Collected data entries:
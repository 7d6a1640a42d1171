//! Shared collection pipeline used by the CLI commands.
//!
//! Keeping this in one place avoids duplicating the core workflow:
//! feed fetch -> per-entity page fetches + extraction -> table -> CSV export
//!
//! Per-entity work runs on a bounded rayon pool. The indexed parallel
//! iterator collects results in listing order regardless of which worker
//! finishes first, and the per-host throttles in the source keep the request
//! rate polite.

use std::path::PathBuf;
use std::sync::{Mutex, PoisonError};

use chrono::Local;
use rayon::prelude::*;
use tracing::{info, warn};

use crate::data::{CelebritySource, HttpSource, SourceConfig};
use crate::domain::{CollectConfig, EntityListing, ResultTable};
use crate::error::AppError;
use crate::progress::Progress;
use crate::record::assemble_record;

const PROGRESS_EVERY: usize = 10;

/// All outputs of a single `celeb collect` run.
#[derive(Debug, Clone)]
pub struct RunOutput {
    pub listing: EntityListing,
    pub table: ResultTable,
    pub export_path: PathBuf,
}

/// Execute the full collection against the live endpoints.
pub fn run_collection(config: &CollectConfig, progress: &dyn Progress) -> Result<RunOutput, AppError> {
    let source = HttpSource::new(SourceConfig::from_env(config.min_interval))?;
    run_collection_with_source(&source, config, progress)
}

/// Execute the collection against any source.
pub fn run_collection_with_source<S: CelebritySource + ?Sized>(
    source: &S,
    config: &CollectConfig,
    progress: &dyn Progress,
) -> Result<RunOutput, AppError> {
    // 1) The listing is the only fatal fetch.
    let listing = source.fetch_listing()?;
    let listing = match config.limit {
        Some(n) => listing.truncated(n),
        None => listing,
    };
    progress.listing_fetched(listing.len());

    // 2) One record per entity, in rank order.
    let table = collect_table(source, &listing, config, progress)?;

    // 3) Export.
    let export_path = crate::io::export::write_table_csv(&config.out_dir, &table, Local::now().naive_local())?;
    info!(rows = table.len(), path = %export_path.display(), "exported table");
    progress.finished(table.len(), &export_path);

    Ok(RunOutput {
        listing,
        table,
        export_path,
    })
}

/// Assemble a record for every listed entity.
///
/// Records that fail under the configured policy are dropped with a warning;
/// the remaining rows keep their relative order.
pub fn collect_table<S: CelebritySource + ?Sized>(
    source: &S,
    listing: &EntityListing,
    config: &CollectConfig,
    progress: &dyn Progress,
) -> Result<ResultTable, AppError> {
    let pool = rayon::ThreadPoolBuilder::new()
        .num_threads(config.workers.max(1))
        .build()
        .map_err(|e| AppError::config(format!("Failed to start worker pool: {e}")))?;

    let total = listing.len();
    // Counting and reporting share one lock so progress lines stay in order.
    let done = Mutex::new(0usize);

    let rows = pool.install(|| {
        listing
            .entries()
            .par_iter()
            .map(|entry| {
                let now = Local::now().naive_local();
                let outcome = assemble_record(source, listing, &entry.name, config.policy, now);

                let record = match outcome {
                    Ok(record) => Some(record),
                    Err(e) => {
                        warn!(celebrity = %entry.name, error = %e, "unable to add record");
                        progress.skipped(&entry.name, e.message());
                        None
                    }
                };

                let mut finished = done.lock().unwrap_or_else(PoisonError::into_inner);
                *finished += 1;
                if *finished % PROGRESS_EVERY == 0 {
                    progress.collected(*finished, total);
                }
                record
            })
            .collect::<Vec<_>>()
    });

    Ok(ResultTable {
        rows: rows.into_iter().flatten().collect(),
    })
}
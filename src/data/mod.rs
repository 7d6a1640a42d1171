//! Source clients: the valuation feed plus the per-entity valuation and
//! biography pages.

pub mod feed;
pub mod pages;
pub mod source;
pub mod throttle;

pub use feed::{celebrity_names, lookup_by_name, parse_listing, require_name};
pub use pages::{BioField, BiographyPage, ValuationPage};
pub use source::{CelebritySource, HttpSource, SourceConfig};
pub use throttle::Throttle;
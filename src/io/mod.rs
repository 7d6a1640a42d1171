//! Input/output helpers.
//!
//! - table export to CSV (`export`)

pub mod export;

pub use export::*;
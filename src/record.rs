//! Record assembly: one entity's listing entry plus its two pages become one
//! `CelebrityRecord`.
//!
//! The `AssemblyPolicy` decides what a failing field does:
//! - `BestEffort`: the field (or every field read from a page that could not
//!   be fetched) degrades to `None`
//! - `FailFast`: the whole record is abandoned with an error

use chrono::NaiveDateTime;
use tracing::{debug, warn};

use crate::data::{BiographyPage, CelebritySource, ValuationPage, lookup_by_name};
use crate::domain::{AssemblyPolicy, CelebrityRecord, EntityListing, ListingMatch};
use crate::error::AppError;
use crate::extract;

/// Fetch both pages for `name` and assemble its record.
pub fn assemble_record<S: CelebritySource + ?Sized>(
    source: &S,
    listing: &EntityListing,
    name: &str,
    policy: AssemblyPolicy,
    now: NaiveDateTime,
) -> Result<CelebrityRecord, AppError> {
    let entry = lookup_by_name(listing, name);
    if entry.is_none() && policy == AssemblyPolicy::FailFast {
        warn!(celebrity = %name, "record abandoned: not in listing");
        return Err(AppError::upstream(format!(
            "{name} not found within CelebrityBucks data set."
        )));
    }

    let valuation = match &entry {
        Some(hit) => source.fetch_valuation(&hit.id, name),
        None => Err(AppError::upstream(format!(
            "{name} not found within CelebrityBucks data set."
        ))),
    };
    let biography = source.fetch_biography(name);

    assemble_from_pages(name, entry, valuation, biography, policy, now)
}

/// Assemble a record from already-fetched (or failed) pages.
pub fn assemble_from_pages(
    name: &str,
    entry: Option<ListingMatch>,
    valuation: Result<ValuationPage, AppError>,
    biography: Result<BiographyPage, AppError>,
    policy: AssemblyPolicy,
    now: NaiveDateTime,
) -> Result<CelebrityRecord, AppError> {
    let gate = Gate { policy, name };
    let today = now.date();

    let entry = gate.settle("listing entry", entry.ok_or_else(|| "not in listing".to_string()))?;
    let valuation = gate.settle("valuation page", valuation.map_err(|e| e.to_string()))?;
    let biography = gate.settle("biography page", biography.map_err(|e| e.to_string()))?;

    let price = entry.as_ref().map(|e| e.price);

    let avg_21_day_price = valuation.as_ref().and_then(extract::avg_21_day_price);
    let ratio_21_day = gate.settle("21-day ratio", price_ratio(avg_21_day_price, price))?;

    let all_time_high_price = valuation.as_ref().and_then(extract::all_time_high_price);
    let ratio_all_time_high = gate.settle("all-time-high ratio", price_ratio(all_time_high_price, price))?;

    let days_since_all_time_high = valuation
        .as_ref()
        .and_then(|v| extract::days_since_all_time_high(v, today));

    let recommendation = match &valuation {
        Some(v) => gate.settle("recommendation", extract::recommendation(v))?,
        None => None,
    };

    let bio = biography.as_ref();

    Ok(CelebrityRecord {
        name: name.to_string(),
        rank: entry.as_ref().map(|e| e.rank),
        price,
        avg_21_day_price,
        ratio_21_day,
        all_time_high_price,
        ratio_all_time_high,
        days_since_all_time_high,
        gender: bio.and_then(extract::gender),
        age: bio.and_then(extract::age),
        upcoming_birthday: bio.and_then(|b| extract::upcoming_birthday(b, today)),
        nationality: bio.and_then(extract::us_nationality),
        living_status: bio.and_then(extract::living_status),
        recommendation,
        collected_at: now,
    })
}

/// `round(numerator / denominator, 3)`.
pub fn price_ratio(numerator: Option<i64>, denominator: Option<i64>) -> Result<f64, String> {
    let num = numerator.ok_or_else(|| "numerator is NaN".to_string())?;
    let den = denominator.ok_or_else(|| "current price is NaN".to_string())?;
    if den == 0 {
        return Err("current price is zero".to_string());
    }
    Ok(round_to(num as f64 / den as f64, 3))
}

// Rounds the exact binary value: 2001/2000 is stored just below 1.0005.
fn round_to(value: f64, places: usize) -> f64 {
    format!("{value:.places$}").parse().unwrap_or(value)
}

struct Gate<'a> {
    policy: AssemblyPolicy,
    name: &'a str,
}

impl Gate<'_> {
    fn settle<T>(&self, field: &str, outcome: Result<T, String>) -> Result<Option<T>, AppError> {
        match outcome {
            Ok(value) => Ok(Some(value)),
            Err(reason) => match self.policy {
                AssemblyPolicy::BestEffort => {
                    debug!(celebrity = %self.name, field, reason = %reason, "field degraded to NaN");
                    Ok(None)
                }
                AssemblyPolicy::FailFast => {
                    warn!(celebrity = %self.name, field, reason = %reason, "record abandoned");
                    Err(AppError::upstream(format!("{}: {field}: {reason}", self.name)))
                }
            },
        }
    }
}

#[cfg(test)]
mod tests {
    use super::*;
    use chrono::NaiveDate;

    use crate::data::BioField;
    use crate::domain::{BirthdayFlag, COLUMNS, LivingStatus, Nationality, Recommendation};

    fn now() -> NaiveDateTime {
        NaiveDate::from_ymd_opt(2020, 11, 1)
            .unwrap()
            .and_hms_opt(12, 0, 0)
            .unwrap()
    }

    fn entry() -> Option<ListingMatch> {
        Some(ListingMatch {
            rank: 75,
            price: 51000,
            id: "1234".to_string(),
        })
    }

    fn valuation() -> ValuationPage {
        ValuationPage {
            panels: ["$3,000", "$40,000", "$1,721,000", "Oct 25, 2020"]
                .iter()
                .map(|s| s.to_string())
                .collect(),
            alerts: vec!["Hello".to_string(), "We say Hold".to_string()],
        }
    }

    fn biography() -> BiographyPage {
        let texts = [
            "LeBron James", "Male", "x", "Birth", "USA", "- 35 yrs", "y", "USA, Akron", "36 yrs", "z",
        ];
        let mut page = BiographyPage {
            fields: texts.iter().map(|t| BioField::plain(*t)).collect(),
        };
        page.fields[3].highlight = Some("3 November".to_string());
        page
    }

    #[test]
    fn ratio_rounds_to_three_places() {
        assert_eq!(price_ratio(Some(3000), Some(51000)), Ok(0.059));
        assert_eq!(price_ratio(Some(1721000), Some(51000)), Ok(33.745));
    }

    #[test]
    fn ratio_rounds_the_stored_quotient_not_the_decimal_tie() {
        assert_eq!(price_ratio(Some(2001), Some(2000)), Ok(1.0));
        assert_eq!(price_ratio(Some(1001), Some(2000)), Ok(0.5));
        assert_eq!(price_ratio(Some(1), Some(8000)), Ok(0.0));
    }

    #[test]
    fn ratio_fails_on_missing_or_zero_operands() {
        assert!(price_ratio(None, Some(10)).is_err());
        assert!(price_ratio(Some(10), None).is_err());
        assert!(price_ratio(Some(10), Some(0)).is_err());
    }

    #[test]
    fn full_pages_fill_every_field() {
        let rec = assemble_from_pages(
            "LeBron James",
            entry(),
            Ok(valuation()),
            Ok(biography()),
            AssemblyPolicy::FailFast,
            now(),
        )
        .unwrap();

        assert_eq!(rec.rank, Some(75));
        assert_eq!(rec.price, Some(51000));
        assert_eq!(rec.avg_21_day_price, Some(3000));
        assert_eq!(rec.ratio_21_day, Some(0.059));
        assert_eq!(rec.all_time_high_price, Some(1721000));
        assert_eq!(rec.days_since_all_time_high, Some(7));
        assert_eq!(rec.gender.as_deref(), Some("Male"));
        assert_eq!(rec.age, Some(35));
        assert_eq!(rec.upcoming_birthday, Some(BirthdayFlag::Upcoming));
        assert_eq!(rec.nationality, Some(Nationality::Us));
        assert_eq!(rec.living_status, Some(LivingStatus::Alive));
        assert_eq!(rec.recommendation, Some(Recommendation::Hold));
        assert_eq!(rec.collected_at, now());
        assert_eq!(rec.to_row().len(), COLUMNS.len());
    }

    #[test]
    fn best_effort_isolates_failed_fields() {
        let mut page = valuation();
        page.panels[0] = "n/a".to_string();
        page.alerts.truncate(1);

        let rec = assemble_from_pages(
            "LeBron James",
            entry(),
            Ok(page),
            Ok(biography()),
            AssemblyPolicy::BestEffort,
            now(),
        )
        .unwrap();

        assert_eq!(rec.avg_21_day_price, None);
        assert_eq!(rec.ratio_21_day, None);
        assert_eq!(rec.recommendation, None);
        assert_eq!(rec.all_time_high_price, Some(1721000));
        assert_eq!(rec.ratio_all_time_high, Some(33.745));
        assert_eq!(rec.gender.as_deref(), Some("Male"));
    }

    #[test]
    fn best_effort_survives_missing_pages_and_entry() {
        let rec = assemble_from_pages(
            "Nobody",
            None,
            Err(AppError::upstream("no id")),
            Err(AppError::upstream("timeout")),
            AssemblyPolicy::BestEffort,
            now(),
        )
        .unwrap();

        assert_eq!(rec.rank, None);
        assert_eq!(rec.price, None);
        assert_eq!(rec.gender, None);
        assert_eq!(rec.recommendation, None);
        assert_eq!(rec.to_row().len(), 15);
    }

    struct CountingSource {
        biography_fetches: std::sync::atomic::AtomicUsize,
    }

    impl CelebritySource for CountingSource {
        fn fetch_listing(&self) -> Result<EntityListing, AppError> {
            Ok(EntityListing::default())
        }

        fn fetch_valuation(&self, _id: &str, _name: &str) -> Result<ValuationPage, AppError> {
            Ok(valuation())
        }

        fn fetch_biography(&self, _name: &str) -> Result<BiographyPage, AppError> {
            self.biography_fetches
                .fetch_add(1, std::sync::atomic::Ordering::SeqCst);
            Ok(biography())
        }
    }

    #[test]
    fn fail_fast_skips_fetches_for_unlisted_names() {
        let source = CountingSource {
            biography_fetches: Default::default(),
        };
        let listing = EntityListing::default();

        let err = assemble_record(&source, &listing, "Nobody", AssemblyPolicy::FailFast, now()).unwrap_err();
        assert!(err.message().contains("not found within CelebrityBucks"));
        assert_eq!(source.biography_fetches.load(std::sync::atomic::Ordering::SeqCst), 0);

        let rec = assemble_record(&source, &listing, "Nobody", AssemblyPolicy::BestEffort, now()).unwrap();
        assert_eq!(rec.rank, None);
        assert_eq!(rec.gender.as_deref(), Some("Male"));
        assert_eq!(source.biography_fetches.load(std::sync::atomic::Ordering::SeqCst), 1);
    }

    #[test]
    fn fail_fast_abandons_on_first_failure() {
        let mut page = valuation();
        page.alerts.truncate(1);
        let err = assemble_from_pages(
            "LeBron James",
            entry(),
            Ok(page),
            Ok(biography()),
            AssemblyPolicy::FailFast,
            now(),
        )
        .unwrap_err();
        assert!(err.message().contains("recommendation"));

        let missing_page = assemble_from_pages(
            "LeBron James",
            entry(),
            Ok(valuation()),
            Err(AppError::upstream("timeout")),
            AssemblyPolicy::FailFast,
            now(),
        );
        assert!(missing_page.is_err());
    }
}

- **EXERCISE OBJECTIVE**:
Wherever a line in the records contains the word "lock", copy that line.

- **TASK RESULT**:
    // Counting and reporting share one lock so progress lines stay in order.
                let mut finished = done.lock().unwrap_or_else(PoisonError::into_inner);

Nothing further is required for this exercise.